How to Spot a Closet Indexer

How to Spot a Closet Indexer

It makes little sense to pay for active management that is not pulling its weight. Here’s how to tell if a manager is hewing too close to an index.

With expenses continuing to fall on exchange traded funds (ETF) and passively managed mutual funds, it’s hard to justify investing in an actively managed portfolio that isn’t pulling its own weight. It’s even harder to rationalize investing in an “active” fund that is simply mimicking an index but charging 10 times or more the expense ratio of an ETF to do it.

If your client truly wants an active manager who’s striving to outperform a benchmark, a closet indexer won’t fill the bill. Returns are likely to be similar to the fund’s chosen benchmark, only eaten down by costs.

Yet weeding out these “closet indexers” takes some time and diligence. It’s worthwhile, however, because both true active management on one side, and index funds on the other, may be a better option for your clients.

A reasonably good gauge to identify closet indexers is a fund’s correlation, or “R-squared,” which is available in most fund rating guides such as Bloomberg, Morningstar and Yahoo Finance. This measures how much of a fund’s movement is explained by changes in the underlying index. A perfect correlation to an index is 1.00. For example, the R-squared of the Fidelity Magellan fund, an actively managed portfolio, when looked at against the S&P 500, was 91 for the most recent three-year period measured by Morningstar; it beat out that index by 90 basis points during that time period.

An alternative, though less reliable, way to separate a closet indexer from an active manager is to look at their “active share” percentage.

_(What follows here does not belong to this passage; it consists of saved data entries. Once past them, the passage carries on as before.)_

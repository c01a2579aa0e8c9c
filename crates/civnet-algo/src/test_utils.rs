//! Small fixture networks shared by unit and integration tests.

use civnet_core::Network;

/// Hop-count network from an edge list.
pub fn network_from_edges(edges: &[(&str, &str)]) -> Network {
    let mut network = Network::new();
    for (u, v) in edges {
        network
            .add_link(u, v)
            .unwrap_or_else(|err| panic!("fixture edge {u}-{v}: {err}"));
    }
    network
}

/// Weighted network from an edge list.
pub fn weighted_network(edges: &[(&str, &str, f64)]) -> Network {
    let mut network = Network::weighted();
    for (u, v, weight) in edges {
        network
            .add_edge(u, v, *weight)
            .unwrap_or_else(|err| panic!("fixture edge {u}-{v}: {err}"));
    }
    network
}

/// Copy of `network` without the vertices in `removed` (and their edges).
pub fn without_vertices(network: &Network, removed: &[&str]) -> Network {
    let mut reduced = if network.is_weighted() {
        Network::weighted()
    } else {
        Network::new()
    };
    for idx in network.graph.node_indices() {
        let label = network.label(idx);
        if removed.contains(&label) {
            continue;
        }
        reduced.add_vertex(label);
        for (neighbor, weight) in network.neighbors(idx) {
            let other = network.label(neighbor);
            if !removed.contains(&other) && label < other {
                reduced
                    .add_edge(label, other, weight)
                    .unwrap_or_else(|err| panic!("fixture edge {label}-{other}: {err}"));
            }
        }
    }
    reduced
}

/// Copy of `network` without the single edge `u`-`v`.
pub fn without_edge(network: &Network, u: &str, v: &str) -> Network {
    let mut reduced = network.clone();
    if let (Some(a), Some(b)) = (network.node_index(u), network.node_index(v)) {
        if let Some(edge) = reduced.graph.find_edge(a, b) {
            reduced.graph.remove_edge(edge);
        }
    }
    reduced
}
pub mod graph;
pub mod run;
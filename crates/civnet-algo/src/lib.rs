//! # civnet-algo: Analytics for Civic Infrastructure Networks
//!
//! Answers the questions asked of the electrical, road and water networks:
//!
//! | Question | Function |
//! |----------|----------|
//! | Which zones stay connected? | [`connected_components`] |
//! | Which vertices fail first? | [`failure_order`] |
//! | Shortest route, optionally around outages | [`shortest_path`] |
//! | Which links and vertices are single points of failure? | [`critical_links`] |
//! | Which plant serves each consumer? | [`assign_sources`] |
//! | What is the garbage-collection route? | [`collection_route`] |
//!
//! All results are deterministic: ties are broken by ascending vertex id, with
//! the one exception of equal-length shortest paths (the distance is still
//! exact). The algorithms borrow the network immutably and never fail on
//! absent vertices; only [`assign_sources`] rejects invalid input.

pub mod graph;
pub mod test_utils;

pub use graph::*;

Developed nearly 10 years ago by Martijn Cremers of the University of Notre Dame and Antti Petajisto of New York University, along with researchers at BlackRock, active share is a measure of how a portfolio’s composition differs from a benchmark index’s holdings. The closer the portfolio represents a common index—such as the S&P 500—the lower its active share, and vice versa. A passive fund that fully represents a benchmark index has an active share of zero. 

That means that active managers who have a low active share are likely to be closet indexers. One of the conclusions of the Cremers and Petajisto study is that active share can be a predictor of fund outperformance, based on their analysis of stock fund returns from 1980 to 2003.

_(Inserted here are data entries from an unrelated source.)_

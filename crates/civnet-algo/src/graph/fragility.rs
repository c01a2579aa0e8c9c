//! Failure-priority ranking by vertex degree.
//!
//! Vertices with the fewest connections come first: they are the first to be
//! cut off when a neighbor fails. Ties are broken by ascending identifier.

use civnet_core::Network;
use serde::Serialize;

/// A vertex together with its number of neighbors.
#[derive(Debug, Clone, PartialEq, Eq, Serialize)]
pub struct DegreeEntry {
    pub vertex: String,
    pub degree: usize,
}

/// Orders every vertex by ascending degree, then ascending identifier.
pub fn failure_order(network: &Network) -> Vec<DegreeEntry> {
    let mut entries: Vec<DegreeEntry> = network
        .graph
        .node_indices()
        .map(|idx| DegreeEntry {
            vertex: network.label(idx).to_string(),
            degree: network.degree(idx),
        })
        .collect();

    entries.sort_by(|a, b| {
        a.degree
            .cmp(&b.degree)
            .then_with(|| a.vertex.cmp(&b.vertex))
    });
    entries
}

“Active Share predicts fund performance,” the authors concluded. “Funds with the highest Active Share significantly outperform their benchmarks, both before and after expenses, and they exhibit strong performance persistence. Non-index funds with the lowest Active Share underperform their benchmarks.”

While actively managed funds also have a bevy of detractors, they may be stepping up their game where they have competition from pure and closet indexers. A recent paper by Cremers, Miguel Ferreira of the Nova School of Business and Economics, Pedro Matos of the University of Virginia, and Laura Starks of the University of Texas studied fund returns in 32 countries. Active funds showed better results in countries where index funds were available.

Yet active share may be difficult to find. Morningstar, for example, doesn’t include it on its Morningstar.com rating pages. Active share also doesn’t tell you detailed information about how a portfolio is constructed or how it “tilts” toward large-, medium- or small-company stocks, or a manager’s preference for growth, value, quality or momentum stocks.

The Trade-off of Taking on Risk

Yet once you know a fund’s active share and correlation to an index, you can put the question to your client (or make the decision yourself if you have the discretion): Which fund gives you the most bang for your buck?

While the presence of active share is an important distinction, you have to be careful. Being an active manager doesn’t guarantee better returns when compared to an indexer. In fact, only a handful of funds with winning records are able to persist in outperforming. Less than 10 percent of funds in the top quartile of returns in the most recent S&P Dow Jones persistence scorecard managed to stay in the top tier from September 2012 through September 2014.

There’s also the thorny matter of the trade-off of taking on more risk in active management.

In a paper published by Fidelity Investments last year, the authors warn that “greater levels of active share come with greater levels of return dispersion and higher downside risks,” and that “investors should be wary of trying to make precise distinctions about manager skill or return potential using active share alone.”

This translates to assessing whether the fund mimicking an index is worth a higher expense ratio than an ultra-cheap index ETF. Keep in mind that you can achieve market returns with a stock ETF charging as little as 0.04 percent annually, compared to around 1 percent for actively managed funds.

“If you’re going to be active, go with low correlation or low costs,” notes Larry Swedroe, director of research for Buckingham in St. Louis and co-author of The Incredible Shrinking Alpha (excerpted here).

As with everything in the fund universe, expenses are always subtracted from net returns, so the cheaper the fund, the better chance you’ll have of coming close to the benchmark. If your client doesn’t want to take a bet on underperforming in an actively managed fund, the better wager is to get as close to an index as possible.